To “regulate” means to cause activity that is already going on to conform to a prescribed rule. Johnson’s Dictionary, for example, defined regulate as “to adjust by rule or method,” and a regulator as “that part of a machine which makes the motion equable”—not that makes the motion, but that makes it equable.The 1776 Encyclopedia Britannica defined regulation as “A rule or order prescribed by a superior, for the proper management of some affair.” The term “regulate” simply does not confer on Congress the same kind of power that the militia clauses give it—that is, it gives Congress power to prescribe a rule to govern commerce that people choose to engage in. It doesn’t give Congress power to force people to participate in commerce if they otherwise would not.
Another interesting comparison is between ObamaCare’s individual mandate and the military draft. The draft also forces people to do something they would otherwise not have chosen to do—but, again, the draft laws are enacted not under Congress’ power to regulate commerce, but under its power to “raise” an army. In the Selective Draft Law Cases, 245 U.S. 355 (1917), the Supreme Court said that forcing men to join the military was “sanctioned…by the text of the Constitution, and by its significance as read in the light of the fundamental principles with which the subject is concerned, by the power recognized and carried into effect in many civilized countries, [and] by the authority and practice of the colonies before the Revolution, of the States under the Confederation and of the Government since the formation of the Constitution….” None of these factors are present in the case of ObamaCare’s individual mandate.
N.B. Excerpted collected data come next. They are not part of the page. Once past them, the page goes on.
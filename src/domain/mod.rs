// Domain layer: lab data types and the ports the exercises run through.

pub mod model;
pub mod ports;
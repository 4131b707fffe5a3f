use ai_lab::config::Command;
use ai_lab::utils::{logger, validation::Validate};
use ai_lab::{
    BreadthFirst, CliConfig, ConsoleOutput, DepthFirst, LabConfig, LabError, LabRunner,
    RecursiveDepthFirst, TraversalExercise,
};
use clap::Parser;

fn dispatch(command: &Command, config: &LabConfig, runner: &LabRunner<ConsoleOutput>) -> ai_lab::Result<()> {
    let graph = &config.graph;
    match command {
        Command::Temperature { .. } => {
            runner.run(&config.temperature_exercise())?;
        }
        Command::Car { .. } => {
            runner.run(&config.car_exercise())?;
        }
        Command::Dims { .. } => {
            runner.run(&config.dimensions_exercise())?;
        }
        Command::Bfs { .. } => {
            let exercise = TraversalExercise::new(BreadthFirst, graph.adjacency.clone(), &graph.start);
            runner.run(&exercise)?;
        }
        Command::Dfs { recursive: false, .. } => {
            let exercise = TraversalExercise::new(DepthFirst, graph.adjacency.clone(), &graph.start);
            runner.run(&exercise)?;
        }
        Command::Dfs { recursive: true, .. } => {
            let exercise =
                TraversalExercise::new(RecursiveDepthFirst, graph.adjacency.clone(), &graph.start);
            runner.run(&exercise)?;
        }
        Command::All => {
            for sub in [
                Command::Temperature { seed: None, days: None, hours: None, export_csv: None },
                Command::Car { drive: None },
                Command::Dims { literals: Vec::new() },
                Command::Bfs { start: None },
                Command::Dfs { start: None, recursive: false },
            ] {
                dispatch(&sub, config, runner)?;
            }
        }
    }
    Ok(())
}

fn report_failure(e: &LabError) -> i32 {
    tracing::error!(
        "❌ Lab run failed: {} (Category: {:?}, Severity: {:?})",
        e,
        e.category(),
        e.severity()
    );
    tracing::error!("💡 Recovery suggestion: {}", e.recovery_suggestion());

    eprintln!("❌ {}", e.user_friendly_message());
    eprintln!("💡 Suggestion: {}", e.recovery_suggestion());

    e.severity().exit_code()
}

fn main() {
    let cli = CliConfig::parse();

    if cli.log_json {
        logger::init_json_logger(cli.verbose);
    } else {
        logger::init_cli_logger(cli.verbose);
    }

    tracing::info!("Starting ai-lab");
    if cli.verbose {
        tracing::debug!("CLI config: {:?}", cli);
    }

    let config = match cli.resolve().and_then(|config| config.validate().map(|_| config)) {
        Ok(config) => config,
        Err(e) => {
            tracing::error!("❌ Configuration validation failed: {}", e);
            std::process::exit(report_failure(&e));
        }
    };

    let runner = LabRunner::new(ConsoleOutput::new(cli.format), cli.format);
    if let Err(e) = dispatch(&cli.command, &config, &runner) {
        std::process::exit(report_failure(&e));
    }

    tracing::info!("✅ Done");
}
Second, to say that the Constitution does not protect “a freedom from government-mandated purchases” is to read the Constitution backwards. The burden of proof is not on individual American citizens to prove that they have some government-created privilege against “mandated purchases.” No, the burden is on the government to prove that it has the constitutional authority to force people to do things they don’t want to do. The Constitution was written specifically to deny Congress any general or “plenary” power. Article I of the Constitution says Congress has only those “legislative powers herein granted”—not all power, but only those “powers” that are “herein granted”—and the Tenth Amendment reserves all remaining powers to the people or to the states. It is not necessary to show that there is some “freedom from government-mandated purchases”—in fact, the Constitution itself tells us not to go on any searches for specific freedoms like this. The Ninth Amendment specifically says that just because a particular freedom is not named in the Constitution does not mean that such a right doesn’t exist. On the contrary, it’s necessary for ObamaCare’s supporters to show that there is federal power to impose the individual mandate.
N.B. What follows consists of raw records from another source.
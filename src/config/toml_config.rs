use crate::core::car_info::{CarInfoExercise, CarSettings};
use crate::core::dimensions::{ArrayLiteral, DimensionsExercise, LAB_LITERALS};
use crate::core::temperature::TemperatureExercise;
use crate::domain::model::{Graph, GridSpec};
use crate::utils::error::{LabError, Result};
use crate::utils::validation::{self, Validate};
use regex::Regex;
use serde::{Deserialize, Serialize};
use std::path::{Path, PathBuf};

/// Lab settings. Every section is optional and falls back to the classroom values.
#[derive(Debug, Clone, Default, PartialEq, Serialize, Deserialize)]
#[serde(default)]
pub struct LabConfig {
    pub temperature: TemperatureConfig,
    pub car: CarSettings,
    pub dimensions: DimensionsConfig,
    pub graph: GraphConfig,
}

#[derive(Debug, Clone, PartialEq, Eq, Serialize, Deserialize)]
#[serde(default)]
pub struct TemperatureConfig {
    pub days: usize,
    pub hours: usize,
    pub min: i32,
    pub max: i32,
    pub seed: Option<u64>,
    pub export_csv: Option<String>,
}

impl Default for TemperatureConfig {
    fn default() -> Self {
        let spec = GridSpec::default();
        Self {
            days: spec.days,
            hours: spec.hours,
            min: spec.min,
            max: spec.max,
            seed: None,
            export_csv: None,
        }
    }
}

#[derive(Debug, Clone, PartialEq, Eq, Serialize, Deserialize)]
#[serde(default)]
pub struct DimensionsConfig {
    pub literals: Vec<String>,
}

impl Default for DimensionsConfig {
    fn default() -> Self {
        Self {
            literals: LAB_LITERALS.iter().map(|s| s.to_string()).collect(),
        }
    }
}

#[derive(Debug, Clone, PartialEq, Eq, Serialize, Deserialize)]
#[serde(default)]
pub struct GraphConfig {
    pub start: String,
    pub adjacency: Graph,
}

impl Default for GraphConfig {
    fn default() -> Self {
        Self {
            start: "A".to_string(),
            adjacency: Graph::lab_default(),
        }
    }
}

impl LabConfig {
    /// 從 TOML 檔案載入配置
    pub fn from_file<P: AsRef<Path>>(path: P) -> Result<Self> {
        let content = std::fs::read_to_string(&path).map_err(LabError::IoError)?;
        Self::from_toml_str(&content)
    }

    /// 從 TOML 字串解析配置
    pub fn from_toml_str(content: &str) -> Result<Self> {
        let processed_content = Self::substitute_env_vars(content)?;

        toml::from_str(&processed_content).map_err(|e| LabError::ConfigParseError {
            message: format!("TOML parsing error: {}", e),
        })
    }

    /// 替換環境變數 (例如 ${LAB_SEED})，未定義的變數保持原樣
    fn substitute_env_vars(content: &str) -> Result<String> {
        let re = Regex::new(r"\$\{([^}]+)\}").map_err(|e| LabError::ConfigParseError {
            message: format!("invalid substitution pattern: {}", e),
        })?;

        let result = re.replace_all(content, |caps: &regex::Captures| {
            let var_name = &caps[1];
            std::env::var(var_name).unwrap_or_else(|_| format!("${{{}}}", var_name))
        });

        Ok(result.to_string())
    }

    pub fn grid_spec(&self) -> GridSpec {
        GridSpec {
            days: self.temperature.days,
            hours: self.temperature.hours,
            min: self.temperature.min,
            max: self.temperature.max,
        }
    }

    pub fn temperature_exercise(&self) -> TemperatureExercise {
        TemperatureExercise::new(
            self.grid_spec(),
            self.temperature.seed,
            self.temperature.export_csv.as_ref().map(PathBuf::from),
        )
    }

    pub fn car_exercise(&self) -> CarInfoExercise {
        CarInfoExercise::new(self.car.clone())
    }

    pub fn dimensions_exercise(&self) -> DimensionsExercise {
        DimensionsExercise::new(self.dimensions.literals.clone())
    }

    pub fn validate_config(&self) -> Result<()> {
        let t = &self.temperature;
        validation::validate_positive_number("temperature.days", t.days, 1)?;
        validation::validate_positive_number("temperature.hours", t.hours, 1)?;
        self.grid_spec().cell_count()?;
        validation::validate_half_open_range("temperature.min/max", t.min, t.max)?;
        if let Some(path) = &t.export_csv {
            validation::validate_path("temperature.export_csv", path)?;
        }

        validation::validate_non_empty_string("car.color", &self.car.color)?;

        for literal in &self.dimensions.literals {
            ArrayLiteral::parse(literal)?;
        }

        self.validate_graph()
    }

    fn validate_graph(&self) -> Result<()> {
        let graph = &self.graph;
        validation::validate_non_empty_string("graph.start", &graph.start)?;

        if !graph.adjacency.contains(&graph.start) {
            return Err(LabError::InvalidConfigValueError {
                field: "graph.start".to_string(),
                value: graph.start.clone(),
                reason: "Start node is not a key of graph.adjacency".to_string(),
            });
        }

        if let Some((from, to)) = graph.adjacency.dangling_edges().first() {
            return Err(LabError::InvalidConfigValueError {
                field: format!("graph.adjacency.{}", from),
                value: to.to_string(),
                reason: "Neighbour is not a key of graph.adjacency".to_string(),
            });
        }

        Ok(())
    }
}

impl Validate for LabConfig {
    fn validate(&self) -> Result<()> {
        self.validate_config()
    }
}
True, in the years since the New Deal, courts have increasingly ignored the fact that Congress has only limited powers. These courts have wrongly expanded Congressional authority by ever-more strained readings of the Commerce Clause and the “Necessary and Proper Clause,” thus sabotaging the founders’ handiwork. Commenting on what he saw as the potential abuse of the Necessary and Proper Clause, Thomas Jefferson observed that such reasoning would eliminate all restraint on congressional authority: “Congress are authorized to defend the nation. Ships are necessary for defence; copper is necessary for ships; mines necessary for copper; a company necessary to work mines; and who can doubt this reasoning who has ever played at ‘This is the House that Jack built?’ Under such a process of filiation of necessities the sweeping clause makes clean work.”
In Jefferson’s day, this “filiation of necessities” seemed like a far-off speculation. No longer.